Your assignment: Return every line below in which "GeminiLlm" appears.

Source information:
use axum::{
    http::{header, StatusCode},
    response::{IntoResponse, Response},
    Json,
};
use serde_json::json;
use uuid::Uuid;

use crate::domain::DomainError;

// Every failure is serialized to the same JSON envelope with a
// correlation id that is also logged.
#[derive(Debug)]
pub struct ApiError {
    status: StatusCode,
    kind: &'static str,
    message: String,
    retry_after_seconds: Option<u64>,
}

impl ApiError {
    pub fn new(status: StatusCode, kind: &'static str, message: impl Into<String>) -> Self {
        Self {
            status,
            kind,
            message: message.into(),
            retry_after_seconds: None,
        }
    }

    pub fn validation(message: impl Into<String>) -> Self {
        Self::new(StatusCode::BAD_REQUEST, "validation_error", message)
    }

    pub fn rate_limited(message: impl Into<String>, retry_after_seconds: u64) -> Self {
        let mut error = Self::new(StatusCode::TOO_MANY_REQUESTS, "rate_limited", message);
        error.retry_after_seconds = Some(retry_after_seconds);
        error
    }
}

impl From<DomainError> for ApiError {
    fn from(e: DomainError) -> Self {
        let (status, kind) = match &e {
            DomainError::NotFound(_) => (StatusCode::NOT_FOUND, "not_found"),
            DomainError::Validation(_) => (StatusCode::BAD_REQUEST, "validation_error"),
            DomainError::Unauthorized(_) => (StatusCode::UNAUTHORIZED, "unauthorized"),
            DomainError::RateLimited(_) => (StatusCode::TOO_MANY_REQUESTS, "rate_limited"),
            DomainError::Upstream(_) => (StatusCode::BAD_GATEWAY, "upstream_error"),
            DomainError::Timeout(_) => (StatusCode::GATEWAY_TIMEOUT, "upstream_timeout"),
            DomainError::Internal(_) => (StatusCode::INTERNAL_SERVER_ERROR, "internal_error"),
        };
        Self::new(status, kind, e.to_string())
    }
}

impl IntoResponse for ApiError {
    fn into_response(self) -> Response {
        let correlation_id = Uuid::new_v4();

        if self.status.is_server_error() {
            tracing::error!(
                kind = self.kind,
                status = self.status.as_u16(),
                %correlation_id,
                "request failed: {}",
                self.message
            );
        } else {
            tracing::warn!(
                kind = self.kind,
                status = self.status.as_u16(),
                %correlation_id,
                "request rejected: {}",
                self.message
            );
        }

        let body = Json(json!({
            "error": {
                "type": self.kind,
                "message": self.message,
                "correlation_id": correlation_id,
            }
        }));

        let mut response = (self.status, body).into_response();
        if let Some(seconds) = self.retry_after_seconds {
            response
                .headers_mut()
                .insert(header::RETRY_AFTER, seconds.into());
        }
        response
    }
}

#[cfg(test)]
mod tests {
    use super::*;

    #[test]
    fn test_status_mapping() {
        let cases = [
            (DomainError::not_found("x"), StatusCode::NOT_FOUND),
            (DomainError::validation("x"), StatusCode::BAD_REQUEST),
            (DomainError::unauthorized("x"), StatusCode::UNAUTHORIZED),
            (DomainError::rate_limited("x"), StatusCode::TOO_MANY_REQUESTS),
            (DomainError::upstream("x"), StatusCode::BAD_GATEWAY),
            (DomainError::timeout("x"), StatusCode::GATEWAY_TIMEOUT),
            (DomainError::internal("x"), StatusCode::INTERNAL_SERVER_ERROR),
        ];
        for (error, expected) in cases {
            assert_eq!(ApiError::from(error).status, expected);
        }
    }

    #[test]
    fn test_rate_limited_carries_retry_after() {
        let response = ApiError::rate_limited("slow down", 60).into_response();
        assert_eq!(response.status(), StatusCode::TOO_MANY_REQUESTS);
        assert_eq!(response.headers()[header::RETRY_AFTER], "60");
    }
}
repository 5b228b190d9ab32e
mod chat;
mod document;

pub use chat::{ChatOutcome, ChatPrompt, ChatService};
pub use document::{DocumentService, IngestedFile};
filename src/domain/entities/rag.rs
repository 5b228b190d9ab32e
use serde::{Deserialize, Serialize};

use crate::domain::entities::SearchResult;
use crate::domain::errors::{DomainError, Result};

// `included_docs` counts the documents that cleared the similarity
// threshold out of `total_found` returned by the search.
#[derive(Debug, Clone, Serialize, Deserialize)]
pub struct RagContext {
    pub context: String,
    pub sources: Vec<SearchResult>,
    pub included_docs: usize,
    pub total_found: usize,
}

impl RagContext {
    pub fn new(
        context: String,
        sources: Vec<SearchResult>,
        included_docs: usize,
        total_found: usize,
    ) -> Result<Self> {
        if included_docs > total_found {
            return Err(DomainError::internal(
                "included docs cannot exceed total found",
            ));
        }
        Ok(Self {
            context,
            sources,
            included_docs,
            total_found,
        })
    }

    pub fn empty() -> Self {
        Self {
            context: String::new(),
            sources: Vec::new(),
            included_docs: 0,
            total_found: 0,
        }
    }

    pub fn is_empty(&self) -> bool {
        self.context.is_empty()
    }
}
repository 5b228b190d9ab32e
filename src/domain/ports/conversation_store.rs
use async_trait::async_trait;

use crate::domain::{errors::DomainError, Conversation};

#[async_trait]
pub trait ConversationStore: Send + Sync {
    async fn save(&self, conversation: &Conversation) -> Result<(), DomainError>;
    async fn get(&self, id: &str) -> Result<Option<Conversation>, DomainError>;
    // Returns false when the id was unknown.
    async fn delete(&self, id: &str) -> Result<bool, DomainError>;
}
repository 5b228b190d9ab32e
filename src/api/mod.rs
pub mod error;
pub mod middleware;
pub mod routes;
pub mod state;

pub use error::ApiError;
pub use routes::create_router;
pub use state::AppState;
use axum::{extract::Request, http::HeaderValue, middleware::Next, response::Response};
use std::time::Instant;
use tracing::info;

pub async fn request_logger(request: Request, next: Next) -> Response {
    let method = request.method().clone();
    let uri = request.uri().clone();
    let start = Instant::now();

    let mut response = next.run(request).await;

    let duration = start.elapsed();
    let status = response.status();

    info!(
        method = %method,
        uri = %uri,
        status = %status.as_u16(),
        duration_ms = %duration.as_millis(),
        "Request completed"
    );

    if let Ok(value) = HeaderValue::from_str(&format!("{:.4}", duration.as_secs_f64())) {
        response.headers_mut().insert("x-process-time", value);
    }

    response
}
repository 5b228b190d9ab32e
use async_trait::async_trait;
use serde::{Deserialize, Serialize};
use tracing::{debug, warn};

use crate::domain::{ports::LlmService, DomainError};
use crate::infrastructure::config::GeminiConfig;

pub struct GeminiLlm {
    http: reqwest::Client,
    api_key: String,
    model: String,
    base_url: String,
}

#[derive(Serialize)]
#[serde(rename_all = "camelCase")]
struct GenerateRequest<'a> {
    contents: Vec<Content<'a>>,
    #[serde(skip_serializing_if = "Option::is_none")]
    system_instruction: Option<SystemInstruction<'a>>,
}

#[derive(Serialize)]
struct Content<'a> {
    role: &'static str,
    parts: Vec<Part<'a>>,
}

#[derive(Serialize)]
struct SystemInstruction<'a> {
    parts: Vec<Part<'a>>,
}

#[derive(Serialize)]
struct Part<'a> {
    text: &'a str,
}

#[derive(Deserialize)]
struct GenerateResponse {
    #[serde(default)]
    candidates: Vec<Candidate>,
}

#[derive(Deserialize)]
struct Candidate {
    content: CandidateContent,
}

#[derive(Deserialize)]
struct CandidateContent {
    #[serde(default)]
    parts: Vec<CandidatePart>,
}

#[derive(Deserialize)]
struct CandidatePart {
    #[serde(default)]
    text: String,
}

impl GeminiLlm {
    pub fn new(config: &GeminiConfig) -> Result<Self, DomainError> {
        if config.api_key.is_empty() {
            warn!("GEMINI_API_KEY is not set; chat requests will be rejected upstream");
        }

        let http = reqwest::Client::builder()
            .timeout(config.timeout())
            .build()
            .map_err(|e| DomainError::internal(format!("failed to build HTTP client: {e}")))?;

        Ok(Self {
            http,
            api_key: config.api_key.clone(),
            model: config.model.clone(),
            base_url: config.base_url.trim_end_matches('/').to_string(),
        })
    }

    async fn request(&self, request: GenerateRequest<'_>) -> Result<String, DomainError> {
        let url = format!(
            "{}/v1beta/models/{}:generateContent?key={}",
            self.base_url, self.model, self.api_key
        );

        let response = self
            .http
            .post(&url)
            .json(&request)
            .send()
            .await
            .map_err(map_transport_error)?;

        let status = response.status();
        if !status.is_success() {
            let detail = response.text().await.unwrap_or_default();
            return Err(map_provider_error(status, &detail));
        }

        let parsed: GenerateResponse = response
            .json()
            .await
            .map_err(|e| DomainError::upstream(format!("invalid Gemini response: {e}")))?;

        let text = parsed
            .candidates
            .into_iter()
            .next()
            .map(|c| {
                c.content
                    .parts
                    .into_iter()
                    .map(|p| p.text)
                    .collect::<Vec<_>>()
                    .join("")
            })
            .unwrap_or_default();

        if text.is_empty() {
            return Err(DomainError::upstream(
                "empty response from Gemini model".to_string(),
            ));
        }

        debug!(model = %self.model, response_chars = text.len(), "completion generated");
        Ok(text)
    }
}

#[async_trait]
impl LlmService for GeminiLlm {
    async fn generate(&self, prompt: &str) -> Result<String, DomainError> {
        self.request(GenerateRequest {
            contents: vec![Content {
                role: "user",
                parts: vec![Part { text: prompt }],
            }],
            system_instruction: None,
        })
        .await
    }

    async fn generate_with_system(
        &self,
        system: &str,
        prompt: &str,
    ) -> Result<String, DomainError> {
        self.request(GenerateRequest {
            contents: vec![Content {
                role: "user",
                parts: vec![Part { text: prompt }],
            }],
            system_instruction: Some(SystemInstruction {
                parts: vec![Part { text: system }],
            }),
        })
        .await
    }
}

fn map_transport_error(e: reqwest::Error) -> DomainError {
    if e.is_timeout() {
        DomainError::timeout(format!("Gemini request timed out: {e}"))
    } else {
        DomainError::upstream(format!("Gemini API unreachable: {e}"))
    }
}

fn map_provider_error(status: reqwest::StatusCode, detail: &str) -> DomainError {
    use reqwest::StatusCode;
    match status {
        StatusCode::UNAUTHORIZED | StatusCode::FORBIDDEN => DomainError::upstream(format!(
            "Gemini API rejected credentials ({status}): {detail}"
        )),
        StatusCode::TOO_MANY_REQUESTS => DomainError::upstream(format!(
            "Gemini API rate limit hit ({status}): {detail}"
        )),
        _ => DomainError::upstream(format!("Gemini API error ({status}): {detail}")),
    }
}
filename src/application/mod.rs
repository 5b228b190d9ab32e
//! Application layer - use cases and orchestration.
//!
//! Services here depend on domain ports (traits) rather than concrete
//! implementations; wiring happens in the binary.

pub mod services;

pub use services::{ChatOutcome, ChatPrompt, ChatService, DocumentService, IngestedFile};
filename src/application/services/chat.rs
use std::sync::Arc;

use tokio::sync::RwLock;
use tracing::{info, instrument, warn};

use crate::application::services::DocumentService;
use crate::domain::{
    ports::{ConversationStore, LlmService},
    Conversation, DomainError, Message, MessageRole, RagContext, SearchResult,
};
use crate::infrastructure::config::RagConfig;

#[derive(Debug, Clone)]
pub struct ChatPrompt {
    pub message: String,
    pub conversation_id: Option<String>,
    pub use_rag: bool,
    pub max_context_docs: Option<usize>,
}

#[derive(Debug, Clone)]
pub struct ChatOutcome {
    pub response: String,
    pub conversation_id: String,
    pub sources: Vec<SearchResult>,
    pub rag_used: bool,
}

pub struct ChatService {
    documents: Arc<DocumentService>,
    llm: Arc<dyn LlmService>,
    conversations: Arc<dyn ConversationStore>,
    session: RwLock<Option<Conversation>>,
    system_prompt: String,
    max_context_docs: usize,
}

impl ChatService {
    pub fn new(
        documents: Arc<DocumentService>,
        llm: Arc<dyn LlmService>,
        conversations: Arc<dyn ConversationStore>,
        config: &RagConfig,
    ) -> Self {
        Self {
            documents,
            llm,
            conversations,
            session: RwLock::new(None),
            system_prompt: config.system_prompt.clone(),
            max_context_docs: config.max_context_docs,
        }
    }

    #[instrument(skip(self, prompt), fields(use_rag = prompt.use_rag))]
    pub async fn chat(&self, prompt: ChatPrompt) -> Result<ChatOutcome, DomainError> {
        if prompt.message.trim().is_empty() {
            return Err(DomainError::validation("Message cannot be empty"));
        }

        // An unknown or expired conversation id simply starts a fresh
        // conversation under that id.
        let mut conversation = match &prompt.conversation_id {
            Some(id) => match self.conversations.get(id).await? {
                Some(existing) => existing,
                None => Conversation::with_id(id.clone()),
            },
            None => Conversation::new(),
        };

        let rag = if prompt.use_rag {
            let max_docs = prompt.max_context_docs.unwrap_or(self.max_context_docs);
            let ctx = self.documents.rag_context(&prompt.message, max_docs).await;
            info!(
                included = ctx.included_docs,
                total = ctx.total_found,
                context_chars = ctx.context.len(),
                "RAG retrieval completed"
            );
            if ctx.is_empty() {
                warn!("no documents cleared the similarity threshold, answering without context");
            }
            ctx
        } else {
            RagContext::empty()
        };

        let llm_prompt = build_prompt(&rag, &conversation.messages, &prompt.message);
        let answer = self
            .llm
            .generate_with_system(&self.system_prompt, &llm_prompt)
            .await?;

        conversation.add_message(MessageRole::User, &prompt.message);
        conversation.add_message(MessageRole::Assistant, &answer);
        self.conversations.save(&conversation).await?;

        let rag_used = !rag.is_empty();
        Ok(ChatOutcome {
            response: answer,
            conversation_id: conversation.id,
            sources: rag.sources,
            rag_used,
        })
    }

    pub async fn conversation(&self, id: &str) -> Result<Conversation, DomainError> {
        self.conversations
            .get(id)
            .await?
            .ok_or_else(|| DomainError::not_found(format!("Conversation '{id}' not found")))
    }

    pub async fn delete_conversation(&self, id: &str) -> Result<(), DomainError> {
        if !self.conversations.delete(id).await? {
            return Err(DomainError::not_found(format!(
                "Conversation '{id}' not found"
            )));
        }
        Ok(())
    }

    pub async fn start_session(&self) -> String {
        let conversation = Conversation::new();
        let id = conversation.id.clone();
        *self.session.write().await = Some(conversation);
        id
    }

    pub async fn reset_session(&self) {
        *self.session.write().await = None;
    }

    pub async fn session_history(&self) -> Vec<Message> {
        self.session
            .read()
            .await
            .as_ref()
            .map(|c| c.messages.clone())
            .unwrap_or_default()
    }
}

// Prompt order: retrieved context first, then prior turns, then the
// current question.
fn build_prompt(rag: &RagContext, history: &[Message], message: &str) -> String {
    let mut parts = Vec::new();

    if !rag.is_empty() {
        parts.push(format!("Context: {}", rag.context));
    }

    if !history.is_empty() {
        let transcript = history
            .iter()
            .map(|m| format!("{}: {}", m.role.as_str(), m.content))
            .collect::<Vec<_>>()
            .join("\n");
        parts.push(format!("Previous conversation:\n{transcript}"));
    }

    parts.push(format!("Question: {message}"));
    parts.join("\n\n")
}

Response area:
pub struct GeminiLlm {
impl GeminiLlm {
impl LlmService for GeminiLlm {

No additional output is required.